Senora Danah
Clementine
"Clementine... Tsk, tsk, tsk. Svegliati".
Mentre mi sveglio di scatto per l'ennesima volta a causa di questo sogno, o voce, o qualunque cosa sia, penso che sia la prima volta che dice qualcosa che non sia il mio nome. Mi guardo intorno, ispezionando ogni angolo della stanza, ma non c'è nessuno. L'unica possibilità è che io sia impazzita.
Controllo l'orologio. Sono le 4:30, ma non riesco a riaddormentarmi, così decido di iniziare la giornata.
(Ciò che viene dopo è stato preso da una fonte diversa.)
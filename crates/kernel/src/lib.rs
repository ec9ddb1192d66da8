//! Core traits, layered settings and the module registry shared by every
//! bookstore crate.

pub mod module;
pub mod registry;
pub mod settings;
pub mod state;

pub use module::{InitCtx, Migration, Module};
pub use registry::ModuleRegistry;
pub use state::AppState;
Se finisco in fretta le faccende domestiche, forse riuscirò a uscire di casa in anticipo per il mio turno.
Faccio una doccia veloce e proseguo con la solita routine in bagno. Poi scelgo una gonna nera di media lunghezza, una camicia nera a maniche lunghe e delle Converse bianche. Infine, metto i vestiti sul letto prima di uscire dalla mia camera per iniziare le faccende domestiche.
Comincio con i bagni, lasciando il mio per un altro giorno perché a mia madre non importa se la mia stanza o il mio bagno sono puliti. Poi pulisco la cucina e il soggiorno, visto che in quelle stanze non c'è ancora nessuno.
Mentre finisco di sistemare il soggiorno, sento dei passi sulle scale. Quando alzo lo sguardo, vedo mia sorella.
"Vai a pulire la mia stanza", mi dice.
Annuisco e salgo in camera di Joana, sorpresa che si sia svegliata così presto, ma decido di non pensarci visto che non me ne frega niente del suo ciclo del sonno.
La stanza di Joana è un disastro e l'ho pulita solo ieri. Non so come e quando sia riuscita a renderla così disordinata, ma è così. Inizio dal suo letto. Briciole di patatine sono sparse sulle lenzuola e le rendono maleodoranti.
Poi riordino il comodino di Joana, che ha diversi cassetti, e l'armadio. I vestiti sono buttati qua e là come se non ci fosse posto per loro, e mi chiedo cosa farà quando troverà il suo compagno e lui vedrà quanto è disordinata. So che un compagno dovrebbe provare solo amore, ma questa stanza trasandata fa venire a me i conati di vomito, quindi posso solo immaginare come si sentirà lui.
Mi dispiace per lui e per lei.
Dopo aver sistemato la stanza di Joana, torno al piano di sotto per controllare se c'è qualcosa fuori posto in soggiorno o in cucina. Rabbrividisco alla vista di un'enorme macchia di caffè sul tappeto del soggiorno; ci si mette una vita a pulire le macchie.
Una volta finito, mi dirigo verso la camera dei miei genitori, visto che si sono appena svegliati. Per fortuna mia madre è troppo assonnata per parlarmi, quindi non mi fa alcun commento. Mio padre, invece... Beh, la sua storia la conserverò per un'altra volta.
Dopo aver finito di pulire la stanza dei miei genitori, mi preparo per il mio turno, che inizia tra due ore. Devo fare il mio lavoro e salvare quel ragazzo prima che il branco porti via i ribelli.
Di solito, se ce ne sono solo uno o due, il branco li uccide nelle celle, ma quando c'è un intero gruppo, li sgozza e li getta dalla vicina scogliera. Per quanto l'alfa Jake odi i ribelli, non gli piace torturarli, questo metodo non è migliore. Non dovrebbe approvarlo.
Ci sono molti modi in cui l'alfa potrebbe risolvere il problema dei ribelli, come rieducarli e aiutarli a riprendersi dal loro passato. Potrebbe farli sentire parte di una nuova famiglia: che male ci sarebbe?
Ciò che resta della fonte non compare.